Mumbai, Oct 16 (IANS) Despite global geo-political headwinds, India’s capital markets continued to show strong resilience in the first half of the current fiscal (H1 FY26), mobilising Rs 9.7 lakh crore through equity and debt — up 13 per cent year-on-year (YoY), the National Stock Exchange has said.

In its market pulse report, the NSE highlighted that equity fundraising during the period stood at Rs 2 lakh crore, including Rs 64,363 crore from initial public offerings (IPOs).

In H1 FY26, 122 companies — 54 mainboard and 68 SME– have listed their shares on the exchanges, adding Rs 4.1 lakh crore in market capitalisation.

Meanwhile, the registered investor base on the NSE crossed the 12 crore mark on September 22, adding 1 crore new investors in just eight months.

Despite rising participation, women still make up about 25 per cent of investors. Additionally, the report noted that 55.6 per cent of new investors are under 30 years old, indicating that young adults are propelling market expansion.

Uttar Pradesh led new registrations for the 32nd consecutive month as the total client accounts reached 23.7 crore on the NSE.
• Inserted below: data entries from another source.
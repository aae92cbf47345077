use crate::handlers::constants::SIGNED_URL_SCHEME;
use crate::utils::deadline::SIGNED_URL_VALIDITY_SECS;
use async_trait::async_trait;
use aws_sdk_s3::Client;
use aws_sdk_s3::error::DisplayErrorContext;
use aws_sdk_s3::presigning::PresigningConfig;
use cached::proc_macro::cached;
use mockall::automock;
use std::sync::Arc;
use std::time::{Duration, UNIX_EPOCH};
use thiserror::Error;

/// 对象存储访问错误
#[derive(Debug, Error)]
pub enum StorageError {
    #[error("object not found: {0}")]
    NotFound(String),

    #[error("storage backend error: {0}")]
    Backend(String),

    #[error("failed to sign url: {0}")]
    Presign(String),
}

/// 对象元数据
#[derive(Debug, Clone, Copy, PartialEq, Eq)]
pub struct ObjectInfo {
    /// 对象大小（字节）
    pub size: u64,
}

/// 对象存储接口
#[automock]
#[async_trait]
pub trait ObjectStorage: Send + Sync {
    /// 查询对象元数据，对象不存在时返回 [`StorageError::NotFound`]
    async fn stat(&self, key: &str) -> Result<ObjectInfo, StorageError>;

    /// 生成在 `deadline`（Unix 秒）前有效的签名地址
    ///
    /// 返回值只包含路径和查询串（如 `/key?X-Amz-...`），由调用方拼接访问域名。
    async fn make_signed_url(&self, key: &str, deadline: i64) -> Result<String, StorageError>;
}

/// 计算签名客户端使用的端点，使签名中的 host 与访问域名一致
///
/// 路径风格下直接使用访问域名；虚拟主机风格下 SDK 会在端点前加上 `<bucket>.`，
/// 因此访问域名必须以 `<bucket>.` 开头，端点取其余部分。
///
/// # 示例
///
/// ```
/// use redirect_gateway::utils::s3::signing_endpoint;
///
/// assert_eq!(signing_endpoint("cdn.test", "assets", true).unwrap(), "http://cdn.test");
/// assert_eq!(signing_endpoint("assets.cdn.test", "assets", false).unwrap(), "http://cdn.test");
/// assert!(signing_endpoint("cdn.test", "assets", false).is_err());
/// ```
pub fn signing_endpoint(
    domain: &str,
    bucket: &str,
    force_path_style: bool,
) -> Result<String, StorageError> {
    if force_path_style {
        return Ok(format!("{}{}", SIGNED_URL_SCHEME, domain));
    }

    domain
        .strip_prefix(bucket)
        .and_then(|rest| rest.strip_prefix('.'))
        .filter(|rest| !rest.is_empty())
        .map(|rest| format!("{}{}", SIGNED_URL_SCHEME, rest))
        .ok_or_else(|| {
            StorageError::Presign(format!(
                "content domain {} must start with \"{}.\" for virtual-hosted style",
                domain, bucket
            ))
        })
}

/// 基于 S3 的对象存储
///
/// `client` 用于查询元数据；`signer` 的端点指向访问域名，只用于生成签名地址。
#[derive(Clone)]
pub struct S3Storage {
    client: Arc<Client>,
    signer: Arc<Client>,
    bucket: String,
}

impl S3Storage {
    pub fn new(client: Arc<Client>, signer: Arc<Client>, bucket: impl Into<String>) -> Self {
        Self {
            client,
            signer,
            bucket: bucket.into(),
        }
    }
}

#[async_trait]
impl ObjectStorage for S3Storage {
    async fn stat(&self, key: &str) -> Result<ObjectInfo, StorageError> {
        let output = self
            .client
            .head_object()
            .bucket(&self.bucket)
            .key(key)
            .send()
            .await
            .map_err(|e| {
                if e.as_service_error().is_some_and(|se| se.is_not_found()) {
                    StorageError::NotFound(key.to_string())
                } else {
                    StorageError::Backend(DisplayErrorContext(&e).to_string())
                }
            })?;

        let size = output.content_length().unwrap_or_default().max(0) as u64;
        Ok(ObjectInfo { size })
    }

    async fn make_signed_url(&self, key: &str, deadline: i64) -> Result<String, StorageError> {
        let url = presign_get_object(self.signer.clone(), &self.bucket, key, deadline).await?;
        signed_path(&url)
    }
}

/// 为对象生成在 `deadline` 过期的预签名 GET 地址。
///
/// 签名时间固定为 `deadline` 前一天，因此同一天内对同一对象的签名结果完全相同，
/// 可以直接缓存。
///
/// # Errors
///
/// 截止时间不合法或签名失败时返回错误。
#[cached(
    key = "String",
    convert = r#"{ format!("{}:{}:{}", bucket_name, object, deadline) }"#,
    size = 8192, // 8 * 1024 最大容量
    result = true
)]
async fn presign_get_object(
    s3_client: Arc<Client>,
    bucket_name: &str,
    object: &str,
    deadline: i64,
) -> Result<String, StorageError> {
    let start = deadline - SIGNED_URL_VALIDITY_SECS;
    let start_time = u64::try_from(start)
        .map(|secs| UNIX_EPOCH + Duration::from_secs(secs))
        .map_err(|e| StorageError::Presign(e.to_string()))?;

    let presigning_config = PresigningConfig::builder()
        .start_time(start_time)
        .expires_in(Duration::from_secs(SIGNED_URL_VALIDITY_SECS as u64))
        .build()
        .map_err(|e| StorageError::Presign(e.to_string()))?;

    let presigned_request = s3_client
        .get_object()
        .bucket(bucket_name)
        .key(object)
        .presigned(presigning_config)
        .await
        .map_err(|e| StorageError::Presign(DisplayErrorContext(&e).to_string()))?;

    Ok(presigned_request.uri().to_string())
}

/// 取出完整 URL 中的路径和查询串
fn signed_path(url: &str) -> Result<String, StorageError> {
    let uri: http::Uri = url
        .parse()
        .map_err(|e: http::uri::InvalidUri| StorageError::Presign(e.to_string()))?;

    uri.path_and_query()
        .map(|pq| pq.as_str().to_string())
        .ok_or_else(|| StorageError::Presign(format!("no path in signed url: {}", url)))
}

#[cfg(test)]
mod tests {
    use super::*;
    use aws_sdk_s3::config::{BehaviorVersion, Credentials, Region};
    use std::time::SystemTime;
    use tokio_test::{assert_err, assert_ok};
    use wiremock::matchers::{method, path};
    use wiremock::{Mock, MockServer, ResponseTemplate};

    fn unix_now() -> i64 {
        SystemTime::now()
            .duration_since(UNIX_EPOCH)
            .map(|d| d.as_secs() as i64)
            .unwrap_or_default()
    }

    fn test_client(endpoint: &str, force_path_style: bool) -> Arc<Client> {
        let config = aws_sdk_s3::Config::builder()
            .behavior_version(BehaviorVersion::latest())
            .region(Region::new("us-east-1"))
            .credentials_provider(Credentials::new("ak", "sk", None, None, "test"))
            .endpoint_url(endpoint)
            .force_path_style(force_path_style)
            .build();
        Arc::new(Client::from_conf(config))
    }

    fn test_storage(endpoint: &str) -> S3Storage {
        let client = test_client(endpoint, true);
        S3Storage::new(client.clone(), client, "bucket")
    }

    /// 按访问域名构造签名客户端
    fn content_storage(domain: &str, force_path_style: bool) -> S3Storage {
        let endpoint = signing_endpoint(domain, "bucket", force_path_style).unwrap();
        S3Storage::new(
            test_client("http://127.0.0.1:9000", true),
            test_client(&endpoint, force_path_style),
            "bucket",
        )
    }

    #[test]
    fn test_signed_path() {
        let result = signed_path("https://cdn.example.com/a/b.txt?X-Amz-Expires=86400");
        assert_eq!(result.unwrap(), "/a/b.txt?X-Amz-Expires=86400");

        assert_err!(signed_path("not a url with spaces"));
    }

    #[tokio::test]
    async fn test_stat_existing_object() {
        let server = MockServer::start().await;
        Mock::given(method("HEAD"))
            .and(path("/bucket/docs/report.pdf"))
            .respond_with(ResponseTemplate::new(200).insert_header("content-length", "1234"))
            .expect(1)
            .mount(&server)
            .await;

        let storage = test_storage(&server.uri());
        let info = assert_ok!(storage.stat("docs/report.pdf").await);
        assert_eq!(info.size, 1234);
    }

    #[tokio::test]
    async fn test_stat_missing_object() {
        let server = MockServer::start().await;
        Mock::given(method("HEAD"))
            .and(path("/bucket/missing"))
            .respond_with(ResponseTemplate::new(404))
            .mount(&server)
            .await;

        let storage = test_storage(&server.uri());
        let result = storage.stat("missing").await;
        assert!(matches!(result, Err(StorageError::NotFound(key)) if key == "missing"));
    }

    #[tokio::test]
    async fn test_make_signed_url() {
        let storage = test_storage("http://127.0.0.1:9000");
        let deadline = unix_now() + 3600;

        let signed = assert_ok!(storage.make_signed_url("photos/cat.jpg", deadline).await);
        assert!(signed.starts_with("/bucket/photos/cat.jpg?"));
        assert!(signed.contains("X-Amz-Signature"));
        assert!(signed.contains("X-Amz-Expires=86400"));
    }

    #[tokio::test]
    async fn test_make_signed_url_is_stable_within_a_day() {
        let storage = test_storage("http://127.0.0.1:9000");
        let deadline = unix_now() + 7200;

        let first = assert_ok!(storage.make_signed_url("stable.txt", deadline).await);
        let second = assert_ok!(storage.make_signed_url("stable.txt", deadline).await);
        assert_eq!(first, second);
    }

    #[test]
    fn test_signing_endpoint() {
        assert_eq!(
            signing_endpoint("static.example.com", "bucket", true).unwrap(),
            "http://static.example.com"
        );
        assert_eq!(
            signing_endpoint("bucket.static.example.com", "bucket", false).unwrap(),
            "http://static.example.com"
        );

        // 虚拟主机风格下域名必须以存储桶名开头
        assert_err!(signing_endpoint("static.example.com", "bucket", false));
        assert_err!(signing_endpoint("bucketstatic.example.com", "bucket", false));
        assert_err!(signing_endpoint("bucket.", "bucket", false));
    }

    #[tokio::test]
    async fn test_signature_is_bound_to_content_domain_path_style() {
        let storage = content_storage("static.example.com", true);
        let deadline = unix_now() + 3600;

        let url = assert_ok!(
            presign_get_object(storage.signer.clone(), "bucket", "path-style/a.jpg", deadline)
                .await
        );
        let uri: http::Uri = url.parse().unwrap();
        assert_eq!(uri.authority().unwrap().as_str(), "static.example.com");
        assert_eq!(uri.path(), "/bucket/path-style/a.jpg");
        assert!(url.contains("X-Amz-SignedHeaders=host"));

        let signed = assert_ok!(storage.make_signed_url("path-style/a.jpg", deadline).await);
        assert_eq!(signed, uri.path_and_query().unwrap().as_str());
    }

    #[tokio::test]
    async fn test_signature_is_bound_to_content_domain_virtual_hosted() {
        let storage = content_storage("bucket.static.example.com", false);
        let deadline = unix_now() + 3600;

        let url = assert_ok!(
            presign_get_object(storage.signer.clone(), "bucket", "virtual/b.jpg", deadline).await
        );
        let uri: http::Uri = url.parse().unwrap();
        assert_eq!(uri.authority().unwrap().as_str(), "bucket.static.example.com");
        assert_eq!(uri.path(), "/virtual/b.jpg");
        assert!(url.contains("X-Amz-SignedHeaders=host"));
    }

    #[tokio::test]
    async fn test_make_signed_url_rejects_negative_deadline() {
        let storage = test_storage("http://127.0.0.1:9000");
        assert_err!(storage.make_signed_url("a", 0).await);
    }
}
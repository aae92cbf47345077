//! 对象存在性缓存
//!
//! 缓存中记录「某个键最近一次被确认存在的时间」。条目没有过期时间，
//! 也从不删除：一旦写入，后续 GET 请求都会信任该键存在。

use async_trait::async_trait;
use chrono::Local;
use mockall::automock;
use redis::AsyncCommands;
use redis::aio::ConnectionManager;
use thiserror::Error;

/// 缓存访问错误
///
/// 「键不存在」不是错误，由 `get` 返回 `None` 表示。
#[derive(Debug, Error)]
pub enum CacheError {
    #[error(transparent)]
    Redis(#[from] redis::RedisError),
}

/// 构造连接层面的缓存错误
#[cfg(test)]
pub(crate) fn io_error(message: &'static str) -> CacheError {
    let err = std::io::Error::new(std::io::ErrorKind::ConnectionReset, message);
    CacheError::Redis(redis::RedisError::from(err))
}

/// 存在性缓存的读写接口
#[automock]
#[async_trait]
pub trait ExistenceCache: Send + Sync {
    /// 读取键对应的标记，未命中时返回 `Ok(None)`
    async fn get(&self, key: &str) -> Result<Option<String>, CacheError>;

    /// 写入键对应的标记，不设置过期时间
    async fn set(&self, key: &str, marker: &str) -> Result<(), CacheError>;
}

/// 生成缓存标记：当前本地时间
pub fn access_marker() -> String {
    Local::now().to_rfc3339()
}

/// 基于 Redis 的存在性缓存
#[derive(Clone)]
pub struct RedisCache {
    conn: ConnectionManager,
}

impl RedisCache {
    /// 连接 Redis
    ///
    /// # Errors
    ///
    /// URL 无效或首次连接失败时返回错误。
    pub async fn connect(url: &str) -> Result<Self, CacheError> {
        let client = redis::Client::open(url)?;
        let conn = ConnectionManager::new(client).await?;
        Ok(Self { conn })
    }
}

#[async_trait]
impl ExistenceCache for RedisCache {
    async fn get(&self, key: &str) -> Result<Option<String>, CacheError> {
        let mut conn = self.conn.clone();
        let value: Option<String> = conn.get(key).await?;
        Ok(value)
    }

    async fn set(&self, key: &str, marker: &str) -> Result<(), CacheError> {
        let mut conn = self.conn.clone();
        let _: () = conn.set(key, marker).await?;
        Ok(())
    }
}
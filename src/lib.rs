//! 签名重定向网关库
//!
//! 这是一个基于Axum的对象访问网关，主要功能包括：
//! - 通过存在性缓存减少对对象存储的查询
//! - 将 GET 请求重定向到按天对齐过期的签名地址
//! - 通过 HEAD 请求返回对象大小
//! - 输出访问日志，并对健康检查请求采样

pub mod config;
pub mod error;
pub mod handlers;
pub mod utils;

use axum::middleware;
use axum::routing::get;
use std::sync::Arc;
use tower_http::trace::TraceLayer;
use utils::cache::ExistenceCache;
use utils::s3::ObjectStorage;
use utils::sampler::StatusSampler;

/// 应用状态，在所有请求间共享
#[derive(Clone)]
pub struct AppState {
    pub storage: Arc<dyn ObjectStorage>,
    pub cache: Arc<dyn ExistenceCache>,
    /// 签名地址使用的访问域名
    pub domain: String,
    pub sampler: Arc<StatusSampler>,
}

impl AppState {
    pub fn new(
        storage: Arc<dyn ObjectStorage>,
        cache: Arc<dyn ExistenceCache>,
        domain: impl Into<String>,
    ) -> Self {
        Self {
            storage,
            cache,
            domain: domain.into(),
            sampler: Arc::new(StatusSampler::default()),
        }
    }
}

/// 创建并配置Axum应用程序
///
/// 所有路径都交给同一个按方法分发的路由：
/// - GET 到 [`handlers::handle_files`]
/// - HEAD 到 [`handlers::handle_metadata`]
/// - 其他方法到 [`handlers::handle_method_not_allowed`]
///
/// 外层依次是访问日志中间件和请求追踪中间件。
pub fn app(state: AppState) -> axum::Router {
    let routes = get(handlers::handle_files)
        .head(handlers::handle_metadata)
        .fallback(handlers::handle_method_not_allowed);

    axum::Router::new()
        .fallback(routes)
        .layer(middleware::from_fn_with_state(
            state.clone(),
            handlers::access_log,
        ))
        .layer(TraceLayer::new_for_http())
        .with_state(state)
}
use serde::{Deserialize, Serialize};
use std::fmt;
use std::str::FromStr;
use uuid::Uuid;

macro_rules! branded_id {
    ($name:ident, $prefix:expr) => {
        #[derive(Clone, Debug, Hash, Eq, PartialEq, PartialOrd, Ord, Serialize, Deserialize)]
        #[serde(transparent)]
        pub struct $name(String);

        impl $name {
            pub fn new() -> Self {
                Self(format!("{}_{}", $prefix, Uuid::now_v7()))
            }

            pub fn from_raw(s: impl Into<String>) -> Self {
                Self(s.into())
            }

            pub fn as_str(&self) -> &str {
                &self.0
            }
        }

        impl Default for $name {
            fn default() -> Self {
                Self::new()
            }
        }

        impl fmt::Display for $name {
            fn fmt(&self, f: &mut fmt::Formatter<'_>) -> fmt::Result {
                f.write_str(&self.0)
            }
        }

        impl FromStr for $name {
            type Err = std::convert::Infallible;
            fn from_str(s: &str) -> Result<Self, Self::Err> {
                Ok(Self(s.to_owned()))
            }
        }

        impl AsRef<str> for $name {
            fn as_ref(&self) -> &str {
                &self.0
            }
        }
    };
}

branded_id!(SessionId, "sess");

/// Pointer for a turn ingested from a transcript message.
pub fn turn_pointer(session_id: &SessionId, message_id: &str) -> String {
    format!("turn:{session_id}:msg:{message_id}")
}

/// Pointer for a turn imported without a message id (1-based position).
pub fn bootstrap_turn_pointer(session_id: &SessionId, position: usize) -> String {
    format!("turn:{session_id}:bootstrap:{position}")
}

#[cfg(test)]
mod tests {
    use super::*;

    #[test]
    fn session_id_has_prefix() {
        let id = SessionId::new();
        assert!(id.as_str().starts_with("sess_"), "got: {id}");
    }

    #[test]
    fn ids_are_unique() {
        let a = SessionId::new();
        let b = SessionId::new();
        assert_ne!(a, b);
    }

    #[test]
    fn from_raw_preserves_value() {
        let id = SessionId::from_raw("agent:main:discord:1234");
        assert_eq!(id.as_str(), "agent:main:discord:1234");
    }

    #[test]
    fn serde_is_transparent() {
        let id = SessionId::from_raw("s1");
        assert_eq!(serde_json::to_string(&id).unwrap(), "\"s1\"");
    }

    #[test]
    fn turn_pointers() {
        let sid = SessionId::from_raw("s1");
        assert_eq!(turn_pointer(&sid, "m-7"), "turn:s1:msg:m-7");
        assert_eq!(bootstrap_turn_pointer(&sid, 3), "turn:s1:bootstrap:3");
    }
}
Moreover, individual investors’ activity improved —1.19 crore participated in cash equities in September. Retail participation in derivatives rose to 33.6 lakh, with 77 per cent also active in cash equities.

However, turnover remains highly concentrated, with the top 0.2 per cent of investors generating 77 per cent of equity cash turnover and the top 0.3 per cent of options traders contributed 69 per cent of premium turnover.

The NSE-listed firm represents a combined Rs 5.05 trillion market capitalisation together and the platform remains the world’s largest derivatives exchange and third largest in equities by trades.

Additionally, the economic growth has also been resilient during the first 6 months of FY26, with GDP growth for FY26 projected at 6.8 per cent by the RBI, and inflation seen moderating to 2.6 per cent.

Monsoon ended in surplus, the fifth-highest since 2001—positive for rural demand. Global uncertainty remains high, but geopolitical risks have eased slightly.